Difficulty: Easy
Correct Answer: 84
Explanation:
Introduction:
This question checks whether you remember the area formula for a rhombus expressed in terms of its diagonals. A rhombus can be thought of as a special kite where the diagonals are perpendicular bisectors of each other. This gives a convenient formula for its area.
Given Data / Assumptions:
Concept / Approach:
For any rhombus (and in fact for any kite with perpendicular diagonals), the area can be calculated using the formula: Area = (1/2) * d₁ * d₂. This comes from the fact that the diagonals divide the rhombus into four right triangles of equal area, and their combined area equals half the product of the diagonals.
Step-by-Step Solution:
Given d₁ = 12 cm and d₂ = 14 cm. Use the formula: Area = (1/2) * d₁ * d₂. Substitute the values: Area = (1/2) * 12 * 14. Compute 12 * 14 = 168. Now multiply by 1/2: Area = 168 / 2 = 84 cm².
Verification / Alternative check:
If you draw the rhombus and its diagonals, you get four congruent right triangles, each with legs 6 cm and 7 cm (half of each diagonal). Area of one triangle is (1/2) * 6 * 7 = 21 cm². Multiply by 4 to get the rhombus area: 4 * 21 = 84 cm², confirming the formula based calculation.
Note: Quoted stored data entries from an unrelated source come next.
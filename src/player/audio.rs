//! Thin wrapper over the rodio playback engine.
//!
//! A dedicated worker thread owns the output stream and the current sink;
//! the [`AudioPlayer`] handle sends commands over a bounded channel and
//! reads a shared state snapshot. Engine happenings (end of stream, decode
//! failures) are re-emitted as [`PlayerEvent`]s.
//!
//! State contract (mirrored by the mpv wrapper):
//! - `load` requires `Stopped` and moves to `Paused`
//! - `play` / `pause` toggle between `Paused` and `Playing`
//! - `stop` detaches the source and returns to `Stopped`

use std::fs::File;
use std::io::BufReader;
use std::path::{Path, PathBuf};
use std::sync::Arc;
use std::thread::{self, JoinHandle};
use std::time::Duration;

use crossbeam_channel::{Receiver, RecvTimeoutError, Sender, bounded};
use parking_lot::RwLock;
use rodio::{Decoder, OutputStream, OutputStreamBuilder, Sink, Source};
use tracing::{debug, warn};

use super::{EndReason, PlaybackStatus, PlayerEvent};

/// How often the worker wakes up to refresh position and detect stream end.
const TICK: Duration = Duration::from_millis(50);

/// Audio wrapper errors.
#[derive(Debug, thiserror::Error)]
pub enum AudioError {
    #[error("audio output initialization failed: {0}")]
    OutputInit(String),

    #[error("operation requires the {required} state, player is {actual}")]
    WrongState {
        required: PlaybackStatus,
        actual: PlaybackStatus,
    },

    #[error("audio thread is gone")]
    ChannelClosed,
}

/// Snapshot of the wrapper state, shared with the worker thread.
#[derive(Debug, Clone)]
pub struct AudioState {
    pub status: PlaybackStatus,
    /// File set by the last successful `load`
    pub current: Option<PathBuf>,
    pub position: Duration,
    /// `None` until a source reports its length
    pub duration: Option<Duration>,
    /// Volume level (0.0 - 1.0); unaffected by mute
    pub volume: f32,
    pub muted: bool,
}

impl Default for AudioState {
    fn default() -> Self {
        Self {
            status: PlaybackStatus::Stopped,
            current: None,
            position: Duration::ZERO,
            duration: None,
            volume: 1.0,
            muted: false,
        }
    }
}

enum AudioCommand {
    Load(PathBuf),
    Play,
    Pause,
    Stop,
    Seek(Duration),
    SetVolume(f32),
    SetMute(bool),
    Shutdown,
}

/// Non-blocking audio player for local files.
///
/// Dropping the handle shuts the worker thread down.
pub struct AudioPlayer {
    state: Arc<RwLock<AudioState>>,
    command_tx: Sender<AudioCommand>,
    event_rx: Receiver<PlayerEvent>,
    worker: Option<JoinHandle<()>>,
}

impl AudioPlayer {
    /// Create the player and open the default output device.
    ///
    /// Fails when no output device is available.
    pub fn new() -> Result<Self, AudioError> {
        let state = Arc::new(RwLock::new(AudioState::default()));
        let (command_tx, command_rx) = bounded(32);
        let (event_tx, event_rx) = bounded(64);
        let (ready_tx, ready_rx) = bounded(1);

        let shared = Arc::clone(&state);
        let worker = thread::Builder::new()
            .name("tonearm-audio".to_string())
            .spawn(move || worker_main(shared, command_rx, event_tx, ready_tx))
            .map_err(|e| AudioError::OutputInit(e.to_string()))?;

        match ready_rx.recv() {
            Ok(Ok(())) => Ok(Self {
                state,
                command_tx,
                event_rx,
                worker: Some(worker),
            }),
            Ok(Err(e)) => Err(e),
            Err(_) => Err(AudioError::ChannelClosed),
        }
    }

    /// Set the audio source. The player must be `Stopped`.
    ///
    /// Decode failures surface as [`PlayerEvent::Error`]; the player then
    /// stays `Stopped`.
    pub fn load(&self, path: &Path) -> Result<(), AudioError> {
        check_can_load(self.state.read().status)?;
        self.send(AudioCommand::Load(path.to_path_buf()))
    }

    /// Resume or start playback of the loaded source.
    pub fn play(&self) -> Result<(), AudioError> {
        self.send(AudioCommand::Play)
    }

    /// Pause playback.
    pub fn pause(&self) -> Result<(), AudioError> {
        self.send(AudioCommand::Pause)
    }

    /// Detach the current source and return to `Stopped`.
    pub fn stop(&self) -> Result<(), AudioError> {
        self.send(AudioCommand::Stop)
    }

    /// Seek relative to the start of the current source.
    pub fn seek(&self, position: Duration) -> Result<(), AudioError> {
        check_can_seek(self.state.read().status)?;
        self.send(AudioCommand::Seek(position))
    }

    /// Set the volume level (clamped to 0.0 - 1.0).
    pub fn set_volume(&self, volume: f32) -> Result<(), AudioError> {
        self.send(AudioCommand::SetVolume(volume.clamp(0.0, 1.0)))
    }

    /// Mute the output. This does NOT change the stored volume.
    pub fn set_mute(&self, mute: bool) -> Result<(), AudioError> {
        self.send(AudioCommand::SetMute(mute))
    }

    /// Get a snapshot of the player state.
    pub fn state(&self) -> AudioState {
        self.state.read().clone()
    }

    /// Event stream (end of stream, status transitions, failures).
    pub fn events(&self) -> Receiver<PlayerEvent> {
        self.event_rx.clone()
    }

    fn send(&self, cmd: AudioCommand) -> Result<(), AudioError> {
        self.command_tx
            .send(cmd)
            .map_err(|_| AudioError::ChannelClosed)
    }
}

impl Drop for AudioPlayer {
    fn drop(&mut self) {
        let _ = self.command_tx.send(AudioCommand::Shutdown);
        if let Some(worker) = self.worker.take() {
            let _ = worker.join();
        }
    }
}

// ============================================================================
// Worker thread
// ============================================================================

fn worker_main(
    state: Arc<RwLock<AudioState>>,
    command_rx: Receiver<AudioCommand>,
    event_tx: Sender<PlayerEvent>,
    ready_tx: Sender<Result<(), AudioError>>,
) {
    // The output stream is created on this thread and owned by it.
    let stream = match OutputStreamBuilder::open_default_stream() {
        Ok(stream) => {
            let _ = ready_tx.send(Ok(()));
            stream
        }
        Err(e) => {
            let _ = ready_tx.send(Err(AudioError::OutputInit(e.to_string())));
            return;
        }
    };

    let mut sink: Option<Sink> = None;

    loop {
        match command_rx.recv_timeout(TICK) {
            Ok(AudioCommand::Shutdown) => break,
            Ok(cmd) => handle_command(cmd, &stream, &mut sink, &state, &event_tx),
            Err(RecvTimeoutError::Timeout) => {}
            Err(RecvTimeoutError::Disconnected) => break,
        }

        tick(&mut sink, &state, &event_tx);
    }

    if let Some(sink) = sink.take() {
        sink.stop();
    }
    debug!("audio worker exiting");
}

fn handle_command(
    cmd: AudioCommand,
    stream: &OutputStream,
    sink: &mut Option<Sink>,
    state: &Arc<RwLock<AudioState>>,
    event_tx: &Sender<PlayerEvent>,
) {
    match cmd {
        AudioCommand::Load(path) => {
            let (volume, muted) = {
                let s = state.read();
                (s.volume, s.muted)
            };
            match open_source(&path) {
                Ok((source, duration)) => {
                    let new_sink = Sink::connect_new(stream.mixer());
                    new_sink.append(source);
                    new_sink.set_volume(if muted { 0.0 } else { volume });
                    new_sink.pause();
                    *sink = Some(new_sink);

                    {
                        let mut s = state.write();
                        s.current = Some(path);
                        s.duration = duration;
                        s.position = Duration::ZERO;
                        s.status = PlaybackStatus::Paused;
                    }
                    emit(event_tx, PlayerEvent::TrackLoaded);
                    emit_transition(event_tx, PlaybackStatus::Stopped, PlaybackStatus::Paused);
                }
                Err(message) => {
                    warn!(path = %path.display(), %message, "failed to load audio source");
                    emit(event_tx, PlayerEvent::Error { message });
                }
            }
        }
        AudioCommand::Play => {
            let status = state.read().status;
            if let (Some(sink), PlaybackStatus::Paused) = (sink.as_ref(), status) {
                sink.play();
                state.write().status = PlaybackStatus::Playing;
                emit(event_tx, PlayerEvent::TrackStarted);
                emit_transition(event_tx, status, PlaybackStatus::Playing);
            }
        }
        AudioCommand::Pause => {
            let status = state.read().status;
            if let (Some(sink), PlaybackStatus::Playing) = (sink.as_ref(), status) {
                sink.pause();
                state.write().status = PlaybackStatus::Paused;
                emit_transition(event_tx, status, PlaybackStatus::Paused);
            }
        }
        AudioCommand::Stop => {
            if let Some(sink) = sink.take() {
                sink.stop();
            }
            let previous = {
                let mut s = state.write();
                let previous = s.status;
                s.status = PlaybackStatus::Stopped;
                s.current = None;
                s.duration = None;
                s.position = Duration::ZERO;
                previous
            };
            if previous != PlaybackStatus::Stopped {
                emit_transition(event_tx, previous, PlaybackStatus::Stopped);
            }
        }
        AudioCommand::Seek(position) => {
            if let Some(sink) = sink.as_ref() {
                match sink.try_seek(position) {
                    Ok(()) => {
                        state.write().position = position;
                        emit(event_tx, PlayerEvent::Seeked);
                    }
                    Err(e) => {
                        warn!(?position, "seek failed: {e}");
                        emit(
                            event_tx,
                            PlayerEvent::Error {
                                message: format!("seek failed: {e}"),
                            },
                        );
                    }
                }
            }
        }
        AudioCommand::SetVolume(volume) => {
            let muted = store_volume(state, volume);
            if let (Some(sink), false) = (sink.as_ref(), muted) {
                sink.set_volume(volume);
            }
        }
        AudioCommand::SetMute(mute) => {
            let volume = store_mute(state, mute);
            if let Some(sink) = sink.as_ref() {
                sink.set_volume(if mute { 0.0 } else { volume });
            }
        }
        AudioCommand::Shutdown => unreachable!("handled by the worker loop"),
    }
}

/// Refresh the position snapshot and detect the end of the stream.
fn tick(sink: &mut Option<Sink>, state: &Arc<RwLock<AudioState>>, event_tx: &Sender<PlayerEvent>) {
    let Some(current) = sink.as_ref() else {
        return;
    };

    let status = state.read().status;
    if status == PlaybackStatus::Playing && current.empty() {
        // The source ran out; rodio keeps the sink alive but silent.
        sink.take();
        {
            let mut s = state.write();
            s.status = PlaybackStatus::Stopped;
            s.position = Duration::ZERO;
            s.duration = None;
        }
        emit(
            event_tx,
            PlayerEvent::TrackEnded {
                reason: EndReason::Eof,
            },
        );
        emit_transition(event_tx, PlaybackStatus::Playing, PlaybackStatus::Stopped);
        return;
    }

    if status != PlaybackStatus::Stopped {
        state.write().position = current.get_pos();
    }
}

/// `load` replaces the current source, so it is only legal from `Stopped`.
fn check_can_load(actual: PlaybackStatus) -> Result<(), AudioError> {
    if actual != PlaybackStatus::Stopped {
        return Err(AudioError::WrongState {
            required: PlaybackStatus::Stopped,
            actual,
        });
    }
    Ok(())
}

/// `seek` needs a loaded source, so it is rejected in `Stopped`.
fn check_can_seek(actual: PlaybackStatus) -> Result<(), AudioError> {
    if actual == PlaybackStatus::Stopped {
        return Err(AudioError::WrongState {
            required: PlaybackStatus::Paused,
            actual,
        });
    }
    Ok(())
}

/// Record the new volume, returning whether output is currently muted.
fn store_volume(state: &RwLock<AudioState>, volume: f32) -> bool {
    let mut s = state.write();
    s.volume = volume;
    s.muted
}

/// Record the mute flag. The stored volume is left untouched; it is
/// returned so the caller can restore it on unmute.
fn store_mute(state: &RwLock<AudioState>, mute: bool) -> f32 {
    let mut s = state.write();
    s.muted = mute;
    s.volume
}

fn open_source(
    path: &Path,
) -> Result<(Decoder<BufReader<File>>, Option<Duration>), String> {
    let file = File::open(path).map_err(|e| format!("failed to open {}: {e}", path.display()))?;
    let source = Decoder::new(BufReader::new(file))
        .map_err(|e| format!("failed to decode {}: {e}", path.display()))?;
    let duration = source.total_duration();
    Ok((source, duration))
}

fn emit(event_tx: &Sender<PlayerEvent>, event: PlayerEvent) {
    // A full buffer means nobody is listening; dropping is fine.
    let _ = event_tx.try_send(event);
}

fn emit_transition(event_tx: &Sender<PlayerEvent>, from: PlaybackStatus, to: PlaybackStatus) {
    emit(event_tx, PlayerEvent::StatusChanged { from, to });
}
Why Other Options Are Wrong:
The value 168 cm² is simply the product of the diagonals, without the necessary factor of 1/2. The values 42 cm² and 63 cm² are partial products that do not correspond to any standard area computation for rhombuses with these diagonals.
Common Pitfalls:
A typical mistake is to forget dividing by 2 and use d₁ * d₂ directly. Another is to mix formulas for rectangles or parallelograms with those of rhombuses. Remember that for rhombuses, diagonals and their perpendicular property are a powerful shortcut.
Final Answer:
The area of the rhombus is 84 cm².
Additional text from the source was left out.